Your best option will be to use ordinal logistic regression. I would include the previous rating as a covariate. Lastly, since your groups are associated with a meaningful number (e.g., 20 mg), I would not think of them as nominal groupings as in an ANOVA, but represent them as numbers on a continuum (20, 30, etc.) using a single continuous variable.

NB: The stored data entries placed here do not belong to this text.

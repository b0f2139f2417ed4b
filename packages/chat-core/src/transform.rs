//! Pure edits over a conversation's message sequence.
//!
//! Every change to the cache is one of these, applied through
//! [`MessageCache::replace`](crate::MessageCache::replace). Each function
//! returns the edit as a closure so it can be built in one place and applied
//! in another, or tested directly against a plain `Vec`.

use crate::types::{Message, Role};

/// Append a message at the end of the conversation.
pub fn append(message: Message) -> impl FnOnce(Vec<Message>) -> Vec<Message> {
    move |mut messages| {
        messages.push(message);
        messages
    }
}

/// Overwrite the content of the streaming message `id` with `content`.
///
/// The new value supersedes the old one outright, so writing the same
/// accumulated text twice leaves the message unchanged.
pub fn set_streaming_content(
    id: impl Into<String>,
    content: impl Into<String>,
) -> impl FnOnce(Vec<Message>) -> Vec<Message> {
    let id = id.into();
    let content = content.into();
    move |messages| {
        messages
            .into_iter()
            .map(|msg| {
                if msg.id == id {
                    Message {
                        content: content.clone(),
                        streaming: true,
                        ..msg
                    }
                } else {
                    msg
                }
            })
            .collect()
    }
}

/// Swap the placeholder `id` for a finished assistant message.
pub fn finalize(
    id: impl Into<String>,
    final_id: impl Into<String>,
    content: impl Into<String>,
) -> impl FnOnce(Vec<Message>) -> Vec<Message> {
    let id = id.into();
    let final_id = final_id.into();
    let content = content.into();
    move |messages| {
        messages
            .into_iter()
            .map(|msg| {
                if msg.id == id {
                    Message {
                        id: final_id.clone(),
                        content: content.clone(),
                        role: Role::Assistant,
                        streaming: false,
                    }
                } else {
                    msg
                }
            })
            .collect()
    }
}

/// Drop the message `id`, leaving everything else in place.
pub fn remove_by_id(id: impl Into<String>) -> impl FnOnce(Vec<Message>) -> Vec<Message> {
    let id = id.into();
    move |mut messages| {
        messages.retain(|msg| msg.id != id);
        messages
    }
}

/// Number of messages still marked as streaming.
pub fn streaming_count(messages: &[Message]) -> usize {
    messages.iter().filter(|msg| msg.streaming).count()
}
//! Incremental UTF-8 decoding for streamed replies.
//!
//! Reply bodies arrive as arbitrary byte chunks; a chunk boundary can fall in
//! the middle of a multi-byte character. The decoder carries an incomplete
//! trailing sequence over to the next call and never fails: bytes that can
//! never form a valid character become U+FFFD, one per maximal invalid
//! subpart, and decoding carries on.

/// Substituted for malformed input.
pub const REPLACEMENT_CHARACTER: char = '\u{FFFD}';

const BYTE_ORDER_MARK: char = '\u{FEFF}';

/// Stateful byte-to-text decoder. Feed chunks in arrival order.
#[derive(Debug, Default, Clone)]
pub struct Utf8StreamDecoder {
    /// Incomplete trailing sequence from the previous chunk (at most 3 bytes)
    carry: Vec<u8>,
    /// Some text has already been emitted for the current stream
    started: bool,
}

impl Utf8StreamDecoder {
    pub fn new() -> Self {
        Self::default()
    }

    /// Decode the next chunk.
    ///
    /// With `is_final` set, any incomplete tail is flushed as a single
    /// replacement character and the decoder is ready for a new stream.
    pub fn decode(&mut self, chunk: &[u8], is_final: bool) -> String {
        let mut bytes = std::mem::take(&mut self.carry);
        bytes.extend_from_slice(chunk);

        let mut out = String::with_capacity(bytes.len());
        let mut rest = bytes.as_slice();

        loop {
            match std::str::from_utf8(rest) {
                Ok(valid) => {
                    out.push_str(valid);
                    break;
                }
                Err(err) => {
                    let (valid, after) = rest.split_at(err.valid_up_to());
                    if let Ok(valid) = std::str::from_utf8(valid) {
                        out.push_str(valid);
                    }
                    match err.error_len() {
                        Some(len) => {
                            out.push(REPLACEMENT_CHARACTER);
                            rest = &after[len..];
                        }
                        None => {
                            if is_final {
                                out.push(REPLACEMENT_CHARACTER);
                            } else {
                                self.carry = after.to_vec();
                            }
                            break;
                        }
                    }
                }
            }
        }

        if !self.started && !out.is_empty() {
            self.started = true;
            if out.starts_with(BYTE_ORDER_MARK) {
                out.replace_range(..BYTE_ORDER_MARK.len_utf8(), "");
            }
        }

        if is_final {
            self.reset();
        }

        out
    }

    /// Flush whatever is left at end of stream.
    pub fn finish(&mut self) -> String {
        self.decode(&[], true)
    }

    /// Bytes currently held back waiting for the rest of a character.
    pub fn pending_bytes(&self) -> usize {
        self.carry.len()
    }

    pub fn reset(&mut self) {
        self.carry.clear();
        self.started = false;
    }
}
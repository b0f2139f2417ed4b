//! Chat Core - conversation state for the character chat client.
//!
//! This crate holds everything about a conversation that does not touch the
//! network:
//!
//! - **Message cache**: ordered, per-conversation message logs with a single
//!   `replace` mutation primitive and synchronous observers
//! - **Transforms**: the pure `Vec<Message> -> Vec<Message>` edits used for
//!   optimistic sends, streaming updates, finalization and rollback
//! - **Stream decoder**: incremental UTF-8 decoding of reply chunks
//! - **Send state machine**: the lifecycle of a single send
//!
//! # Example
//!
//! ```rust
//! use chat_core::{transform, Message, MessageCache};
//!
//! let cache = MessageCache::new();
//! cache.replace("c1", transform::append(Message::user("local-1", "hello")));
//! cache.replace("c1", transform::append(Message::placeholder("local-2-streaming")));
//! cache.replace("c1", transform::set_streaming_content("local-2-streaming", "Hi"));
//!
//! let messages = cache.get("c1");
//! assert_eq!(messages.len(), 2);
//! assert_eq!(messages[1].content, "Hi");
//! assert!(messages[1].streaming);
//! ```

pub mod cache;
pub mod decoder;
pub mod ids;
pub mod state;
pub mod transform;
pub mod types;

// Re-export commonly used types
pub use cache::{MessageCache, Observer, Subscription, WeakMessageCache};
pub use decoder::{Utf8StreamDecoder, REPLACEMENT_CHARACTER};
pub use ids::{is_local_id, local_message_id, placeholder_id};
pub use state::SendPhase;
pub use types::{Character, Message, Role, User};

/// Error types for chat-core operations.
#[derive(Debug, thiserror::Error)]
pub enum Error {
    #[error("Unknown message role: {0}")]
    UnknownRole(String),

    #[error("Invalid send transition: {from:?} -> {to:?}")]
    InvalidTransition { from: SendPhase, to: SendPhase },
}

/// Result type for chat-core operations.
pub type Result<T> = std::result::Result<T, Error>;
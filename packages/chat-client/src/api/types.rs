//! Wire types for the chat backend API

use chat_core::{Character, Message, User};
use serde::{Deserialize, Serialize};

// ============================================================================
// Requests
// ============================================================================

/// Body of `POST /chat/{id}/send`
#[derive(Debug, Clone, Serialize, Deserialize, PartialEq, Eq)]
pub struct SendMessageRequest {
    pub content: String,
}

// ============================================================================
// Responses
// ============================================================================

/// `GET /auth/me`
#[derive(Debug, Clone, Serialize, Deserialize, Default)]
pub struct SessionResponse {
    #[serde(default)]
    pub user: Option<User>,
}

/// `GET /character/{id}`
#[derive(Debug, Clone, Serialize, Deserialize)]
pub struct CharacterResponse {
    pub character: Character,
}

/// `GET /character/bulk`
///
/// The backend sends the list under the singular `character` key.
#[derive(Debug, Clone, Serialize, Deserialize, Default)]
pub struct CharactersResponse {
    #[serde(rename = "character", alias = "characters", default)]
    pub characters: Vec<Character>,
}

/// `GET /chat/{id}/messages`
#[derive(Debug, Clone, Serialize, Deserialize, Default)]
pub struct MessagesResponse {
    #[serde(default)]
    pub messages: Vec<Message>,
}
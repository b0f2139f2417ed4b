//! Send lifecycle state machine.
//!
//! ```text
//! Idle -> UserAppended -> PlaceholderAppended -> Streaming -> Finalized  -> Idle
//!                                  |                  |
//!                                  +------------------+----> RolledBack -> Idle
//! ```
//!
//! `Streaming` re-enters itself once per chunk. A send whose request fails
//! before any body arrives goes straight from `PlaceholderAppended` to
//! `RolledBack`.

use crate::{Error, Result};
use serde::{Deserialize, Serialize};

/// Where a single send currently is.
#[derive(Debug, Clone, Copy, PartialEq, Eq, Default, Serialize, Deserialize)]
#[serde(rename_all = "snake_case")]
pub enum SendPhase {
    #[default]
    Idle,
    UserAppended,
    PlaceholderAppended,
    Streaming,
    Finalized,
    RolledBack,
}

impl SendPhase {
    /// Whether `self -> next` is a legal step.
    pub fn can_advance(self, next: SendPhase) -> bool {
        use SendPhase::*;
        matches!(
            (self, next),
            (Idle, UserAppended)
                | (UserAppended, PlaceholderAppended)
                | (PlaceholderAppended, Streaming)
                | (PlaceholderAppended, Finalized)
                | (PlaceholderAppended, RolledBack)
                | (Streaming, Streaming)
                | (Streaming, Finalized)
                | (Streaming, RolledBack)
                | (Finalized, Idle)
                | (RolledBack, Idle)
        )
    }

    /// Move to `next`, rejecting transitions the lifecycle does not allow.
    pub fn advance(self, next: SendPhase) -> Result<SendPhase> {
        if self.can_advance(next) {
            Ok(next)
        } else {
            Err(Error::InvalidTransition {
                from: self,
                to: next,
            })
        }
    }

    /// Finalized or rolled back.
    pub fn is_terminal(self) -> bool {
        matches!(self, SendPhase::Finalized | SendPhase::RolledBack)
    }
}
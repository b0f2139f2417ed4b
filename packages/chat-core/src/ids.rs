//! Locally generated message ids.
//!
//! Server-issued ids never carry the `local-` prefix, so ids minted here
//! cannot collide with them within a session.

use uuid::Uuid;

const LOCAL_PREFIX: &str = "local-";
const PLACEHOLDER_SUFFIX: &str = "-streaming";

/// A fresh id for an optimistic user message or a finalized reply.
pub fn local_message_id() -> String {
    format!("{}{}", LOCAL_PREFIX, Uuid::new_v4())
}

/// A fresh id for a streaming reply placeholder.
pub fn placeholder_id() -> String {
    format!("{}{}{}", LOCAL_PREFIX, Uuid::new_v4(), PLACEHOLDER_SUFFIX)
}

pub fn is_local_id(id: &str) -> bool {
    id.starts_with(LOCAL_PREFIX)
}
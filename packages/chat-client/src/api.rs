//! HTTP client for the chat backend API
//!
//! The backend owns persistence, reply generation and authentication; this
//! module only speaks its HTTP contract. [`ChatBackend`] is the seam the rest
//! of the client is written against.

pub mod client;
pub mod types;

pub use client::*;
pub use types::*;

use std::pin::Pin;

use anyhow::Result;
use async_trait::async_trait;
use bytes::Bytes;
use futures::Stream;

use chat_core::{Character, Message, User};

/// Body of a streamed reply: raw UTF-8 bytes with arbitrary chunk boundaries
pub type ReplyStream = Pin<Box<dyn Stream<Item = Result<Bytes>>>>;

/// Operations the chat client needs from the backend.
///
/// In this product a conversation is keyed by the id of the character it is
/// held with, so `character_id` and `conversation_id` share one id space.
#[async_trait(?Send)]
pub trait ChatBackend {
    /// The signed-in user, or `None` if unauthenticated
    async fn current_user(&self) -> Result<Option<User>>;

    /// Every character the user can open a conversation with
    async fn list_characters(&self) -> Result<Vec<Character>>;

    async fn get_character(&self, character_id: &str) -> Result<Character>;

    /// Historical messages, oldest first
    async fn get_messages(&self, conversation_id: &str) -> Result<Vec<Message>>;

    /// Post `content` and open the reply body.
    ///
    /// A non-success status is an error; a success without a readable body
    /// is `Ok(None)`.
    async fn open_reply(&self, conversation_id: &str, content: &str) -> Result<Option<ReplyStream>>;
}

To identify the ideal dose, you could also include the squared dose as an additional variable. That allows the model to fit a curved relationship. The minimum of the curve can be identified by taking the derivative with respect to the dose, setting it equal to 0, and solving for the dose. To do this, you can ignore the other variables that don't include the dose (e.g., the pre- rating, demographic covariates, etc.). You can also work on the scale of the linear predictor—you needn't be concerned about the ordinal nature of the response or trying to figure out how to work with the link function to get actual response categories. If this simplified version of your model is:
$$ \hat \beta_1 {\rm dose} + \hat \beta_2 {\rm dose}^2 $$
Then the derivative would be: $$ \frac{d\ {\rm rating}}{d\ {\rm dose}} = \hat \beta_1 + 2 \hat \beta_2 {\rm dose} $$
And the minimum would be:
$$ {\rm dose} = \frac{-\hat \beta_1}{2 \hat \beta_2} $$
To answer your explicit question, the fact that the doses were given to different numbers of patients does not matter. (It is true that, from the standpoint of experimental design, it is a strange choice; for example, it may leave you with suboptimal power. But that is water over the dam now, and it doesn't affect any of the points discussed above.)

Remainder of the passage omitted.